:: Input records
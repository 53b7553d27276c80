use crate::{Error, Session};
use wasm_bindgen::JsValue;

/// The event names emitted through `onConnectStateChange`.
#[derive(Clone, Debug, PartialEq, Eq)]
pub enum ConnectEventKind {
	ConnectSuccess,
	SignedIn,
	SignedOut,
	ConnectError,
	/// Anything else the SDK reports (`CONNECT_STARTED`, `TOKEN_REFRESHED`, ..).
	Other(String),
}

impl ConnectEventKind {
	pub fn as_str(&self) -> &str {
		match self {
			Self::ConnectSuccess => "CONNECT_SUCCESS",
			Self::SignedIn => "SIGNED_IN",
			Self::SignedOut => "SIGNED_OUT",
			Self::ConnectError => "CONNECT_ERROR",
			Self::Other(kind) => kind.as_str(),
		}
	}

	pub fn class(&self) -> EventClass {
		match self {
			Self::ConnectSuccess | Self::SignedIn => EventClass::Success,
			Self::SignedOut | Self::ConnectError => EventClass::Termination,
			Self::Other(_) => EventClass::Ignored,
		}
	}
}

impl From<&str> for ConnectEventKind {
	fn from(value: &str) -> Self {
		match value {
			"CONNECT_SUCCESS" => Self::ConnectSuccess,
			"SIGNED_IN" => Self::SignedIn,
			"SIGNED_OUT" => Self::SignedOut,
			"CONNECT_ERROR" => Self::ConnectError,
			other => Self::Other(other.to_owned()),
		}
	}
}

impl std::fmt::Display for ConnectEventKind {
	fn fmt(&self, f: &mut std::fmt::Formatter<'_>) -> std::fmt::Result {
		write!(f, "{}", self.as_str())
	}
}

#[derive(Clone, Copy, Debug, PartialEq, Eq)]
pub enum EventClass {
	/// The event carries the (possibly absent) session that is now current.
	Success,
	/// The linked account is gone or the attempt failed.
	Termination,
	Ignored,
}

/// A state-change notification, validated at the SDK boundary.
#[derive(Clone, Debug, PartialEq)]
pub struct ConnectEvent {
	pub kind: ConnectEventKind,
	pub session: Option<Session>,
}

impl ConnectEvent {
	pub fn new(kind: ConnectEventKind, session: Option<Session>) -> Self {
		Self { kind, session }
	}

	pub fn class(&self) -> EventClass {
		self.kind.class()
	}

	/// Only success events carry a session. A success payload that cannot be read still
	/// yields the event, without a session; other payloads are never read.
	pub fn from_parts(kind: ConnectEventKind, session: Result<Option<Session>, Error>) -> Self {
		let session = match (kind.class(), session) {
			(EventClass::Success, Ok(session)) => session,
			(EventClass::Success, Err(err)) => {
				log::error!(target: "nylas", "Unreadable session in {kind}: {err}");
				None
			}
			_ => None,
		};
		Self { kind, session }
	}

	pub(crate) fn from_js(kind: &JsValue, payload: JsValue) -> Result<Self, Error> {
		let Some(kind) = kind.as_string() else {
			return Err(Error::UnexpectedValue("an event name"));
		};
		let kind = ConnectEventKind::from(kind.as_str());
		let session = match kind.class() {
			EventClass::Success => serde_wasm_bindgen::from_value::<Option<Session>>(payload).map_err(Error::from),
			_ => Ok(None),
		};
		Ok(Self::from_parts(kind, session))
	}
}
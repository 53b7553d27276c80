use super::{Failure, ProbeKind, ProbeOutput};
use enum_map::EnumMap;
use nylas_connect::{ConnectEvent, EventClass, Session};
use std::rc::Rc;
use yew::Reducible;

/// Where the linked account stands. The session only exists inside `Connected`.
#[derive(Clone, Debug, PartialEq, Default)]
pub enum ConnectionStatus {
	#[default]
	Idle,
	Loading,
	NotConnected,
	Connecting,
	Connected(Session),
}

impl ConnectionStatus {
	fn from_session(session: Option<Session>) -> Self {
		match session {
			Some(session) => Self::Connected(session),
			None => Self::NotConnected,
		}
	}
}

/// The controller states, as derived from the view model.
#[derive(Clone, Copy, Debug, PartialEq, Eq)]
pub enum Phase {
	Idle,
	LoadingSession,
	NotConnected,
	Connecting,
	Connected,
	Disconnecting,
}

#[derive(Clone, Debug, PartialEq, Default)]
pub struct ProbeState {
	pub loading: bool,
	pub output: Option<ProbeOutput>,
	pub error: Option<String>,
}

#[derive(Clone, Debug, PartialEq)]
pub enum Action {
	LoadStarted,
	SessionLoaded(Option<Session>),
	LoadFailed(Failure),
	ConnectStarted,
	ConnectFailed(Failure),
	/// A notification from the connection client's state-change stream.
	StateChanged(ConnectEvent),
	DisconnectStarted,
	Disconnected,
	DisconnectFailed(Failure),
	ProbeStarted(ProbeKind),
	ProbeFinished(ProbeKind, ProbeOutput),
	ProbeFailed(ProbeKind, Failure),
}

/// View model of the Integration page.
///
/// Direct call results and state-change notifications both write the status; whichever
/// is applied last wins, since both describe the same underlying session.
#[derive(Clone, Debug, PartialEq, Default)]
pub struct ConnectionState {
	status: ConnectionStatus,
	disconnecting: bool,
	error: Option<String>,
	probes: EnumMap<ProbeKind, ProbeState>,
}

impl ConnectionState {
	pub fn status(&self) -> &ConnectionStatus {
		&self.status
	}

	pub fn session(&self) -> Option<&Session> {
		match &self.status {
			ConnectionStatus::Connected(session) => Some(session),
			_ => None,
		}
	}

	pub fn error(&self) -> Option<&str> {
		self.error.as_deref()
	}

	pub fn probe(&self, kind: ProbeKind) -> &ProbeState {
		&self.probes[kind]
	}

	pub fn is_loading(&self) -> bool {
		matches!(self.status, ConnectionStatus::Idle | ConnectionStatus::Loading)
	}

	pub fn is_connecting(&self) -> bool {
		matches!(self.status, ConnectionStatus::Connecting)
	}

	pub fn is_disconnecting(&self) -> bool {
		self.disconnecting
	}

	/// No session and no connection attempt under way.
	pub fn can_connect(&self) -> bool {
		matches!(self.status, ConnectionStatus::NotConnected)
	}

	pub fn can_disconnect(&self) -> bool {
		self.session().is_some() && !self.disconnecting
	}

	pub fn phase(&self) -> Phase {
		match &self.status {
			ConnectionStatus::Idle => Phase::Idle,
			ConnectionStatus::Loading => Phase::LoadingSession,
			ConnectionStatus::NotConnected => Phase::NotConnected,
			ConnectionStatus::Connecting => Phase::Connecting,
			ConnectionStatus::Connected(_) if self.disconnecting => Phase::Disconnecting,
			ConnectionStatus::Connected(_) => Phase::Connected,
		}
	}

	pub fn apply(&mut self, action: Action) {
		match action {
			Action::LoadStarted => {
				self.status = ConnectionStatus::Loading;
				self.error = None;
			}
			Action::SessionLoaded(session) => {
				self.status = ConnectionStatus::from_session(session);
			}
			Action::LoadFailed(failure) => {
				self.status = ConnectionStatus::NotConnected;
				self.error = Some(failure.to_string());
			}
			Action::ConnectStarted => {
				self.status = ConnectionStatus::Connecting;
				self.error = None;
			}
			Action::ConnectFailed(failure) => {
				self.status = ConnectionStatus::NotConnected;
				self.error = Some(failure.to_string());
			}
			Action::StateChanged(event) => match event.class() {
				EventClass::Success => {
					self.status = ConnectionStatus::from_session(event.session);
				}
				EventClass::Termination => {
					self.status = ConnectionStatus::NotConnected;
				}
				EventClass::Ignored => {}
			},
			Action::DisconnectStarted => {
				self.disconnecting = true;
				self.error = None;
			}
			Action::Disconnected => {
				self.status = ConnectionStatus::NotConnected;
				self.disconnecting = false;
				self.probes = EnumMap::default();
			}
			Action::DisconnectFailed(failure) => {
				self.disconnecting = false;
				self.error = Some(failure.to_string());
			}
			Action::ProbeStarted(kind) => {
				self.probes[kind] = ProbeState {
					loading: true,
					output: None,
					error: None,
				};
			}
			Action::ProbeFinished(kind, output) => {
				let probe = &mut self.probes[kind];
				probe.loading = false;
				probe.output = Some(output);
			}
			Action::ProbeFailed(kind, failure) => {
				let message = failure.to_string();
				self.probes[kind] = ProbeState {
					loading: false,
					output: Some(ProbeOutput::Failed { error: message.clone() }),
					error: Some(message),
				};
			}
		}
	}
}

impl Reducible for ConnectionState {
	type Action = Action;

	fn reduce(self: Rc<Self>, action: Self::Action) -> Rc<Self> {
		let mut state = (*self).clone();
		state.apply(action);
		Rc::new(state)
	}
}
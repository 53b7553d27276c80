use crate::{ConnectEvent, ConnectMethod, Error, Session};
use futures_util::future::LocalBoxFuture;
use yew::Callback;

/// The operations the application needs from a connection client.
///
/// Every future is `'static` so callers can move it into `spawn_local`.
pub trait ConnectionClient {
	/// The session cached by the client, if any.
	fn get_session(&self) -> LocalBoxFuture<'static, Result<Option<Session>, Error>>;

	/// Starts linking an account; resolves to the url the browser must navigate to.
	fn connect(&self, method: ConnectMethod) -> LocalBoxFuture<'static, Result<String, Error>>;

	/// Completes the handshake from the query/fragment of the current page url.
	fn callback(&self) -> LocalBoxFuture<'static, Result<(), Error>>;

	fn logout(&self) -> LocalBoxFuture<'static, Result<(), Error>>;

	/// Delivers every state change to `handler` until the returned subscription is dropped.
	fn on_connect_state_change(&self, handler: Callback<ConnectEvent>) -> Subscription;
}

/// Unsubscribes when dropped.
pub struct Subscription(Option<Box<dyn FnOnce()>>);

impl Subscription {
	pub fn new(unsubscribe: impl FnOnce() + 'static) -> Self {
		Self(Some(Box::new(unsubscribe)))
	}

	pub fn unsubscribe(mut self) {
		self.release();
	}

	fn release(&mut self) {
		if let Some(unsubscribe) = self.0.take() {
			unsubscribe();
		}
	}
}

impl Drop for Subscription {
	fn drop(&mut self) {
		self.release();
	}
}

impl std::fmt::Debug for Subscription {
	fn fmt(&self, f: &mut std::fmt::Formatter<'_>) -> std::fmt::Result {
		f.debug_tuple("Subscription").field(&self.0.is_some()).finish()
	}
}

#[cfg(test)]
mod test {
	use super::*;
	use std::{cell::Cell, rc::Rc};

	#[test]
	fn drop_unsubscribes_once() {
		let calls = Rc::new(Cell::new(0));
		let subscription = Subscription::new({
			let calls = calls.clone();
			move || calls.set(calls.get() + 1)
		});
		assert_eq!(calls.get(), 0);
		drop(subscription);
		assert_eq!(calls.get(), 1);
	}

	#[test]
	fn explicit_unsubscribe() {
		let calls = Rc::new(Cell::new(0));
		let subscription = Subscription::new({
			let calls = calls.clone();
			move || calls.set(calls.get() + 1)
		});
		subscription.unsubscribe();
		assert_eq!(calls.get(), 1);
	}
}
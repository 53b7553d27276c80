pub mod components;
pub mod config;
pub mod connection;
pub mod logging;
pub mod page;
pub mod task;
::::
[Task brief] Your response should be made up of the lines in the data that contain the word "both".

[Output of the task]
/// Direct call results and state-change notifications both write the status; whichever
/// is applied last wins, since both describe the same underlying session.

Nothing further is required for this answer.